_Task objective_
Which lines in the records below mention the word "handlers"? Copy each one out.

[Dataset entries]

#####

// src/pipeline/recency.rs

//! Posted-date resolution and recency filtering.
//!
//! Scrapers report posted dates in wildly inconsistent formats
//! ("2 days ago", "1d", "Aug 24", "just posted"). Resolution is a
//! cascade of format handlers tried in a fixed order; the first match
//! wins. When nothing matches, the date resolves to the `Recent`
//! sentinel and the posting is included: an unparseable date must
//! never cause exclusion.

use std::sync::OnceLock;

use chrono::{DateTime, Duration, NaiveDate, NaiveTime, Utc};
use regex::Regex;

use crate::models::{Period, ResolvedDate};

/// Unbounded "N+ days ago" stale markers are capped at this many days.
const STALE_MARKER_CAP_DAYS: i64 = 90;

/// Absolute cutoff for a period, relative to `now`.
///
/// `Day` is the start of *yesterday*, not "now minus 24h": a run at
/// 09:00 should still pick up everything posted the previous day.
pub fn cutoff(period: Period, now: DateTime<Utc>) -> DateTime<Utc> {
    match period {
        Period::Day => (now - Duration::days(1))
            .date_naive()
            .and_time(NaiveTime::MIN)
            .and_utc(),
        Period::ThreeDays => now - Duration::days(3),
        Period::Week => now - Duration::days(7),
        Period::Month => now - Duration::days(30),
        Period::ThreeMonths => now - Duration::days(90),
    }
}

/// Resolve a free-form posted-date string against `now`.
pub fn resolve_posted_date(raw: &str, now: DateTime<Utc>) -> ResolvedDate {
    let text = raw.trim().to_lowercase();
    if text.is_empty() {
        return ResolvedDate::Recent;
    }

    let handlers: &[fn(&str, DateTime<Utc>) -> Option<DateTime<Utc>>] = &[
        parse_special_token,
        parse_stale_marker,
        parse_shorthand_age,
        parse_relative_age,
        parse_month_day,
        parse_generic,
    ];

    for handler in handlers {
        if let Some(date) = handler(&text, now) {
            return ResolvedDate::Date(date);
        }
    }

    log::debug!("Unrecognized posted date '{}', treating as recent", raw);
    ResolvedDate::Recent
}

/// Whether a resolved date falls within the period's cutoff.
pub fn is_recent(resolved: ResolvedDate, period: Period, now: DateTime<Utc>) -> bool {
    match resolved {
        ResolvedDate::Recent => true,
        ResolvedDate::Date(date) => date >= cutoff(period, now),
    }
}

/// `today`, `just posted`, `ongoing` -> now; `yesterday` -> previous noon.
fn parse_special_token(text: &str, now: DateTime<Utc>) -> Option<DateTime<Utc>> {
    match text {
        "today" | "just posted" | "ongoing" | "hiring ongoing" => Some(now),
        "yesterday" => (now - Duration::days(1))
            .date_naive()
            .and_hms_opt(12, 0, 0)
            .map(|dt| dt.and_utc()),
        _ => None,
    }
}

/// Compile a hardcoded pattern once.
fn cached_regex(cell: &'static OnceLock<Regex>, pattern: &'static str) -> &'static Regex {
    cell.get_or_init(|| Regex::new(pattern).expect("hardcoded date pattern is valid"))
}

/// `"N+ days ago"` -> now - min(N, 90) days.
fn parse_stale_marker(text: &str, now: DateTime<Utc>) -> Option<DateTime<Utc>> {
    static RE: OnceLock<Regex> = OnceLock::new();
    let re = cached_regex(&RE, r"^(\d+)\+\s*days?\s*ago$");
    let caps = re.captures(text)?;
    let days: i64 = caps.get(1)?.as_str().parse().ok()?;
    now.checked_sub_signed(Duration::try_days(days.min(STALE_MARKER_CAP_DAYS))?)
}

/// Shorthand age tokens: `"Nd"` -> N days, `"Nmo"` / `"Nm"` -> N months.
///
/// An age too large for date arithmetic is no match; the cascade then
/// falls through to the inclusive `Recent` fallback.
fn parse_shorthand_age(text: &str, now: DateTime<Utc>) -> Option<DateTime<Utc>> {
    static RE: OnceLock<Regex> = OnceLock::new();
    let re = cached_regex(&RE, r"^(\d+)\s*(mo|m|d)$");
    let caps = re.captures(text)?;
    let n: i64 = caps.get(1)?.as_str().parse().ok()?;
    let days = match caps.get(2)?.as_str() {
        "d" => n,
        // "m" is ambiguous (minutes vs months); scrapers use it for months
        "mo" | "m" => n.checked_mul(30)?,
        _ => return None,
    };
    now.checked_sub_signed(Duration::try_days(days)?)
}

/// Relative age: `"N {hour|day|week|month}(s) ago"`.
fn parse_relative_age(text: &str, now: DateTime<Utc>) -> Option<DateTime<Utc>> {
    static RE: OnceLock<Regex> = OnceLock::new();
    let re = cached_regex(&RE, r"^(\d+)\s*(hour|day|week|month)s?\s*ago$");
    let caps = re.captures(text)?;
    let n: i64 = caps.get(1)?.as_str().parse().ok()?;
    let offset = match caps.get(2)?.as_str() {
        "hour" => Duration::try_hours(n)?,
        "day" => Duration::try_days(n)?,
        "week" => Duration::try_days(n.checked_mul(7)?)?,
        "month" => Duration::try_days(n.checked_mul(30)?)?,
        _ => return None,
    };
    now.checked_sub_signed(offset)
}

/// Abbreviated absolute date: `"Aug 24"` -> current year, midnight.
fn parse_month_day(text: &str, now: DateTime<Utc>) -> Option<DateTime<Utc>> {
    let candidate = format!("{} {}", text, now.date_naive().format("%Y"));
    let date = NaiveDate::parse_from_str(&candidate, "%b %d %Y").ok()?;
    Some(date.and_time(NaiveTime::MIN).and_utc())
}

/// Generic fallback: RFC 3339 and a few common absolute formats.
fn parse_generic(text: &str, _now: DateTime<Utc>) -> Option<DateTime<Utc>> {
    if let Ok(dt) = DateTime::parse_from_rfc3339(text) {
        return Some(dt.with_timezone(&Utc));
    }

    const FORMATS: &[&str] = &["%Y-%m-%d", "%m/%d/%Y", "%d/%m/%Y", "%B %d, %Y", "%b %d, %Y"];
    for format in FORMATS {
        if let Ok(date) = NaiveDate::parse_from_str(text, format) {
            return Some(date.and_time(NaiveTime::MIN).and_utc());
        }
    }
    None
}

#[cfg(test)]
mod tests {
    use super::*;
    use chrono::TimeZone;

    fn fixed_now() -> DateTime<Utc> {
        Utc.with_ymd_and_hms(2025, 8, 25, 15, 0, 0).unwrap()
    }

    fn resolved_date(raw: &str) -> DateTime<Utc> {
        match resolve_posted_date(raw, fixed_now()) {
            ResolvedDate::Date(d) => d,
            ResolvedDate::Recent => panic!("expected concrete date for '{}'", raw),
        }
    }

    #[test]
    fn test_special_tokens() {
        let now = fixed_now();
        assert_eq!(resolved_date("Today"), now);
        assert_eq!(resolved_date("just posted"), now);
        assert_eq!(resolved_date("Hiring ongoing"), now);
        assert_eq!(
            resolved_date("yesterday"),
            Utc.with_ymd_and_hms(2025, 8, 24, 12, 0, 0).unwrap()
        );
    }

    #[test]
    fn test_stale_marker_is_capped() {
        let now = fixed_now();
        assert_eq!(resolved_date("30+ days ago"), now - Duration::days(30));
        assert_eq!(resolved_date("365+ days ago"), now - Duration::days(90));
    }

    #[test]
    fn test_shorthand_ages() {
        let now = fixed_now();
        assert_eq!(resolved_date("1d"), now - Duration::days(1));
        assert_eq!(resolved_date("3 d"), now - Duration::days(3));
        assert_eq!(resolved_date("2mo"), now - Duration::days(60));
        assert_eq!(resolved_date("1m"), now - Duration::days(30));
    }

    #[test]
    fn test_relative_ages() {
        let now = fixed_now();
        assert_eq!(resolved_date("5 hours ago"), now - Duration::hours(5));
        assert_eq!(resolved_date("2 days ago"), now - Duration::days(2));
        assert_eq!(resolved_date("1 week ago"), now - Duration::days(7));
        assert_eq!(resolved_date("3 months ago"), now - Duration::days(90));
    }

    #[test]
    fn test_month_day_assumes_current_year() {
        assert_eq!(
            resolved_date("Aug 24"),
            Utc.with_ymd_and_hms(2025, 8, 24, 0, 0, 0).unwrap()
        );
    }

    #[test]
    fn test_generic_formats() {
        assert_eq!(
            resolved_date("2025-08-20"),
            Utc.with_ymd_and_hms(2025, 8, 20, 0, 0, 0).unwrap()
        );
        assert_eq!(
            resolved_date("08/20/2025"),
            Utc.with_ymd_and_hms(2025, 8, 20, 0, 0, 0).unwrap()
        );
        assert_eq!(
            resolved_date("August 20, 2025"),
            Utc.with_ymd_and_hms(2025, 8, 20, 0, 0, 0).unwrap()
        );
    }

    #[test]
    fn test_unparseable_resolves_recent() {
        assert_eq!(
            resolve_posted_date("who knows", fixed_now()),
            ResolvedDate::Recent
        );
        assert_eq!(resolve_posted_date("", fixed_now()), ResolvedDate::Recent);
        assert_eq!(
            resolve_posted_date("   ", fixed_now()),
            ResolvedDate::Recent
        );
    }

    #[test]
    fn test_absurd_ages_resolve_recent() {
        // Counts beyond what date arithmetic can represent must not
        // abort resolution; such postings are treated as recent.
        for raw in [
            "999999999999 days ago",
            "999999999999 hours ago",
            "999999999999d",
            "999999999999mo",
            "9223372036854775807 weeks ago",
            "99999999999999999999 days ago",
        ] {
            assert_eq!(
                resolve_posted_date(raw, fixed_now()),
                ResolvedDate::Recent,
                "'{}' should fall through to the recent sentinel",
                raw
            );
        }
    }

    #[test]
    fn test_day_cutoff_is_start_of_yesterday() {
        let now = fixed_now();
        assert_eq!(
            cutoff(Period::Day, now),
            Utc.with_ymd_and_hms(2025, 8, 24, 0, 0, 0).unwrap()
        );
    }

    #[test]
    fn test_recent_sentinel_always_recent() {
        let now = fixed_now();
        for period in [
            Period::Day,
            Period::ThreeDays,
            Period::Week,
            Period::Month,
            Period::ThreeMonths,
        ] {
            assert!(is_recent(ResolvedDate::Recent, period, now));
        }
    }

    #[test]
    fn test_recency_boundaries() {
        let now = fixed_now();

        // "1d" resolves to the same clock time yesterday, which is
        // after the start-of-yesterday cutoff.
        let one_day = resolve_posted_date("1d", now);
        assert!(is_recent(one_day, Period::Day, now));

        // 45 days ago is outside the 30-day month window.
        let stale = resolve_posted_date("45 days ago", now);
        assert!(!is_recent(stale, Period::Month, now));
        assert!(is_recent(stale, Period::ThreeMonths, now));
    }

    #[test]
    fn test_yesterday_noon_within_day_period() {
        let now = fixed_now();
        let yesterday = resolve_posted_date("yesterday", now);
        assert!(is_recent(yesterday, Period::Day, now));
    }
}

#####

_Written response_
//! cascade of format handlers tried in a fixed order; the first match
    let handlers: &[fn(&str, DateTime<Utc>) -> Option<DateTime<Utc>>] = &[
    for handler in handlers {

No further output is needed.